- **REQUIRED ACTION**:
Tally the lines in the data below where the word "reqwest" appears, and give the tally alone.

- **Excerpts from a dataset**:

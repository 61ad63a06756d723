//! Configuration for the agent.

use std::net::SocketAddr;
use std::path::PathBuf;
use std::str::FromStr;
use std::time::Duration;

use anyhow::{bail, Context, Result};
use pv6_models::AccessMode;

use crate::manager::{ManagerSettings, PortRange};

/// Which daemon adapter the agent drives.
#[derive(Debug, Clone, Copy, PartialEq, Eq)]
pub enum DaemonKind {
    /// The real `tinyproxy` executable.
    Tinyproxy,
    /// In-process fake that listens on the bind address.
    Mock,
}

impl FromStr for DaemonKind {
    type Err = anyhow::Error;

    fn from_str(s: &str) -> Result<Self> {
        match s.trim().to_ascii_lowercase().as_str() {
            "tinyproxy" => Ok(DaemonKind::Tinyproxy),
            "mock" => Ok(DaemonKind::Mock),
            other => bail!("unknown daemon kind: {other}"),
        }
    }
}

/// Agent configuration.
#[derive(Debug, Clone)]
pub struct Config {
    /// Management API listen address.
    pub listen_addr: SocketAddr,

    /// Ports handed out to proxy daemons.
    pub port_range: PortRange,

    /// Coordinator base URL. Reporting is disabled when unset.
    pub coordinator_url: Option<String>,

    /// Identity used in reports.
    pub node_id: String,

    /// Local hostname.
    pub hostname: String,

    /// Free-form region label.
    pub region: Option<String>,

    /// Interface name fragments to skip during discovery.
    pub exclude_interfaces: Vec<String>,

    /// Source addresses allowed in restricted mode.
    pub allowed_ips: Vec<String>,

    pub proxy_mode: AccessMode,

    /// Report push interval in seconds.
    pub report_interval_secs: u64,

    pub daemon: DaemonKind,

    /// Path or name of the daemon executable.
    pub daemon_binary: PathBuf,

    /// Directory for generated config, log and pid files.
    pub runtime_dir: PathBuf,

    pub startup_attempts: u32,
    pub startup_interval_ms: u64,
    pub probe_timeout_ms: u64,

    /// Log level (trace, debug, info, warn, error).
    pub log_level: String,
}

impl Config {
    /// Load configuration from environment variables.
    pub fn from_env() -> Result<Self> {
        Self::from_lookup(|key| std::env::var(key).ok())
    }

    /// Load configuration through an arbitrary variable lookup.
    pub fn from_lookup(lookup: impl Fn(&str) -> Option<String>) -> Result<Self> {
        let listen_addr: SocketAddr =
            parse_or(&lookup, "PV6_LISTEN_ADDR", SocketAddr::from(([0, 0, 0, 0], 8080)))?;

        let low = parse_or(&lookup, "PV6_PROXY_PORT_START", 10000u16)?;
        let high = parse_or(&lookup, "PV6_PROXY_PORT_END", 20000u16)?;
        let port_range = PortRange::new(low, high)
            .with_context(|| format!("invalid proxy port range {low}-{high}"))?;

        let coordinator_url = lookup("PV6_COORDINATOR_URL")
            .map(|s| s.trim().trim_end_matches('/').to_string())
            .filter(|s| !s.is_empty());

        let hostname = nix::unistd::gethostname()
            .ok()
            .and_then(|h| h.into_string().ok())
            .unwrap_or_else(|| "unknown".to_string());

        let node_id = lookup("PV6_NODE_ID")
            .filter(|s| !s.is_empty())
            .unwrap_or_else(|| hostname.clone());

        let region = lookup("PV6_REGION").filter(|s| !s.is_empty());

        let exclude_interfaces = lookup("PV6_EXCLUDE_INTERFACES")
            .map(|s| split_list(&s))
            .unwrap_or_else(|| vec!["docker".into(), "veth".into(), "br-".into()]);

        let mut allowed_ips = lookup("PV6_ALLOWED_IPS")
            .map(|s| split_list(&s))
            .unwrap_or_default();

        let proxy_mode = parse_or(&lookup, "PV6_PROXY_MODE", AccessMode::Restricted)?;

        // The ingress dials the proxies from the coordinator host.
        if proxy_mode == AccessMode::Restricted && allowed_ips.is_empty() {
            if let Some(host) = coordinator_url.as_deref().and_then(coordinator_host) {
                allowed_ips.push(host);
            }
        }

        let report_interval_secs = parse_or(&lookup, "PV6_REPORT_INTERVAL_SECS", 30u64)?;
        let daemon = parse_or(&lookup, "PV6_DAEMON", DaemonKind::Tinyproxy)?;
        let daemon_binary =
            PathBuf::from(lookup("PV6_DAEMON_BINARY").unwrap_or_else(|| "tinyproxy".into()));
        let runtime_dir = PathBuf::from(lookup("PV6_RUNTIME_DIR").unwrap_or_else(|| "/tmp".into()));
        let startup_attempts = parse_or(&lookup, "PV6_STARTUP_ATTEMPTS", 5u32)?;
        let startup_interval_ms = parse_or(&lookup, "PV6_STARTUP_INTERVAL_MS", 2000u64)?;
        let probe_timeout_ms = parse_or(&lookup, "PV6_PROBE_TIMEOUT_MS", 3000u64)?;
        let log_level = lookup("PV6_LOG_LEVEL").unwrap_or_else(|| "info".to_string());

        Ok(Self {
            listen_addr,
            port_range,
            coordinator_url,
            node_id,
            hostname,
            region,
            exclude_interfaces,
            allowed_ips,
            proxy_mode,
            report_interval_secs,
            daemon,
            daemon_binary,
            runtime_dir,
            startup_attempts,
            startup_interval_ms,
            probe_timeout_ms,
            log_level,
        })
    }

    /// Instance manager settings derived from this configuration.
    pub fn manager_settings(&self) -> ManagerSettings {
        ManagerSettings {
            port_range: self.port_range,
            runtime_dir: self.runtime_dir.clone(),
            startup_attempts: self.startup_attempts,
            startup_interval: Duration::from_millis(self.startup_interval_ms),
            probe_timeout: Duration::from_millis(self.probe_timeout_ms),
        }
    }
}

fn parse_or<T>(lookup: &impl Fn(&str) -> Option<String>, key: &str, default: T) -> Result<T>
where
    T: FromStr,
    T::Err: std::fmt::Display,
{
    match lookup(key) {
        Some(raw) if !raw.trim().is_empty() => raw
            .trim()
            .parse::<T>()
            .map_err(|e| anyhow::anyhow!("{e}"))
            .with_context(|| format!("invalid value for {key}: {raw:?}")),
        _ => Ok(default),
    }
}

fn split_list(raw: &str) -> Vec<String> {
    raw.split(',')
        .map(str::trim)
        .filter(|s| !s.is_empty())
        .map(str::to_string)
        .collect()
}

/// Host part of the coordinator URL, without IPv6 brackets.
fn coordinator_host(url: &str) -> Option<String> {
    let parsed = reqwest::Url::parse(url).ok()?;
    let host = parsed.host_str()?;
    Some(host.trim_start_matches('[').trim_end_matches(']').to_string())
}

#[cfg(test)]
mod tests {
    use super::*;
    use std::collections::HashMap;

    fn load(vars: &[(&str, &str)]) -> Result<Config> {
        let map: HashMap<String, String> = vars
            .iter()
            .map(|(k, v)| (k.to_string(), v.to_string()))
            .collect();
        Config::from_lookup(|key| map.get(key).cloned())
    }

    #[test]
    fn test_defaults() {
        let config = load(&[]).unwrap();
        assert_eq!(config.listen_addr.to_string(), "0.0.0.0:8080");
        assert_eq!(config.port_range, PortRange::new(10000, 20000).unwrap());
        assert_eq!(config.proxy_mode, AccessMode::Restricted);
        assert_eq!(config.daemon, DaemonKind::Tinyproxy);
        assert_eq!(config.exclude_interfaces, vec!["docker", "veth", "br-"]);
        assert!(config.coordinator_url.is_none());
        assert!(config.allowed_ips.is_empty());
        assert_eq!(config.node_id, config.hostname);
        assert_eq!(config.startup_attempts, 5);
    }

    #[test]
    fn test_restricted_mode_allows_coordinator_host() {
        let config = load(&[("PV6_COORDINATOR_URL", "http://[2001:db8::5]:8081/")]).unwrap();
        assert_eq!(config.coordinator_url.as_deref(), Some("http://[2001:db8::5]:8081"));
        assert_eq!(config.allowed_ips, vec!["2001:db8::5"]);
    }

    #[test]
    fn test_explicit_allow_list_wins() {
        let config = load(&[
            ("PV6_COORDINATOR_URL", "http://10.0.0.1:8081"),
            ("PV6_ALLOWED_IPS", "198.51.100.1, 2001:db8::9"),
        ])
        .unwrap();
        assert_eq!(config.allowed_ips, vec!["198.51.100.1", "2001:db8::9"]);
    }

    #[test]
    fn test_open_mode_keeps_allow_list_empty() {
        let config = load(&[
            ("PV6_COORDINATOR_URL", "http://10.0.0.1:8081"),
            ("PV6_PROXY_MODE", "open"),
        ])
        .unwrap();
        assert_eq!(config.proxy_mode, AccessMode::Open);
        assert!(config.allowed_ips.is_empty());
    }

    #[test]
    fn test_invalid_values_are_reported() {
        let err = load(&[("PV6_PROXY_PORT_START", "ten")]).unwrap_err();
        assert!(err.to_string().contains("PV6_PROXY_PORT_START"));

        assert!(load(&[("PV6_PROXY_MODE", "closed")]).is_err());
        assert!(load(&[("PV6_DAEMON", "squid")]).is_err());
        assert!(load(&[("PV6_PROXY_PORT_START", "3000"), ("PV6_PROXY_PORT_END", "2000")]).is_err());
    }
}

* * *

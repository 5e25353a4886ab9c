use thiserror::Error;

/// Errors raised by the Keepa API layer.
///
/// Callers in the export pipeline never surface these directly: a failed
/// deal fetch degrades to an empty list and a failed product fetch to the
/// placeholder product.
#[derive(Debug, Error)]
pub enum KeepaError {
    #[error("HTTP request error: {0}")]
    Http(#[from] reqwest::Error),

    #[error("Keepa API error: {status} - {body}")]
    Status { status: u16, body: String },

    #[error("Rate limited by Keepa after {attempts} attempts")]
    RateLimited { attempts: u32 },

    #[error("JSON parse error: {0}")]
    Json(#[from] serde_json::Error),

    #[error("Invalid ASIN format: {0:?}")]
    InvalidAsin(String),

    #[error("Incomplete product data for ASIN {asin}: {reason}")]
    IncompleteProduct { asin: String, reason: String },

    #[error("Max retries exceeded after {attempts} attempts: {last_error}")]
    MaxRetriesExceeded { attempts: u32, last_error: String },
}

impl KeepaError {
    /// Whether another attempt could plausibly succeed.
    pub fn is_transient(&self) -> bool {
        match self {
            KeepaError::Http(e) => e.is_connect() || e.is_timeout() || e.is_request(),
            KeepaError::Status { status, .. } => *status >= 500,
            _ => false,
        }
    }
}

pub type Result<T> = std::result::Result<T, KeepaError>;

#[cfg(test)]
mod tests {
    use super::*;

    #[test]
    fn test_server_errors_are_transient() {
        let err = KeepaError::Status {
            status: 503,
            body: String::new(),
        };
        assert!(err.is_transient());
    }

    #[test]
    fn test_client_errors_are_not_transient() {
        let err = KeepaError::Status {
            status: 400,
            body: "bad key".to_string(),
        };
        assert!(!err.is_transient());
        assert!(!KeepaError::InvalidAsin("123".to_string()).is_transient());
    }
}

--

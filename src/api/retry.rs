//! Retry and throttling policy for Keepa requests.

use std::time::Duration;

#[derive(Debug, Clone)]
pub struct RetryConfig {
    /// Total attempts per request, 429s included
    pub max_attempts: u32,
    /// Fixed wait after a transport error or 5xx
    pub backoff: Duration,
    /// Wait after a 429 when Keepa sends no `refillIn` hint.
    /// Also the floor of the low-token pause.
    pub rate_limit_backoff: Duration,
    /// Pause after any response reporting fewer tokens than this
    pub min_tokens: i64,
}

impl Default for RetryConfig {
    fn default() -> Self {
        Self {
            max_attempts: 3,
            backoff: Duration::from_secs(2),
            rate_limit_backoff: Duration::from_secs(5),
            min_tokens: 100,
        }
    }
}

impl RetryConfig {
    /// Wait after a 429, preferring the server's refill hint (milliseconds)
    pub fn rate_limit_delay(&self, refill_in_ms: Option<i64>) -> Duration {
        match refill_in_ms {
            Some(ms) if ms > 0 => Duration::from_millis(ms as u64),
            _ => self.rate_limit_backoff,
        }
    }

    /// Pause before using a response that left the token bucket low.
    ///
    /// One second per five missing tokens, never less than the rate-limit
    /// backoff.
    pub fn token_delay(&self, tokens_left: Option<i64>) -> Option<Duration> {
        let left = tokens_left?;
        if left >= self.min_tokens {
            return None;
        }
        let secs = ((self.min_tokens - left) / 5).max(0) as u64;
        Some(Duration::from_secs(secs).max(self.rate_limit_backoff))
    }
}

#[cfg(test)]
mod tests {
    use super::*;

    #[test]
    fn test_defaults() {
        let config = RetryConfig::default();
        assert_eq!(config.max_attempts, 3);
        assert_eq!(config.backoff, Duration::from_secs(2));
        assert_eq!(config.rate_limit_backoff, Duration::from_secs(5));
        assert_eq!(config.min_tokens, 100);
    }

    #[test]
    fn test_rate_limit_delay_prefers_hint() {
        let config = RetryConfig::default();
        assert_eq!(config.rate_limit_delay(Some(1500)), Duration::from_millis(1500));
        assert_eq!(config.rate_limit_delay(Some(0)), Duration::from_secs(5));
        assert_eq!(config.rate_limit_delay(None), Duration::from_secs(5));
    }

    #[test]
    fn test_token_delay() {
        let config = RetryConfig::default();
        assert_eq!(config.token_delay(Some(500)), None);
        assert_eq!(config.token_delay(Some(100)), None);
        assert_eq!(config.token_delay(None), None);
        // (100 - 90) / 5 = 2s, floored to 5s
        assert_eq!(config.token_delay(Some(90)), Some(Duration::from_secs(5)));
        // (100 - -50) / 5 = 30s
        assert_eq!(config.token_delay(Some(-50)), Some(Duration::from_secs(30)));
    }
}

- **EXERCISE RESPONSE**:
2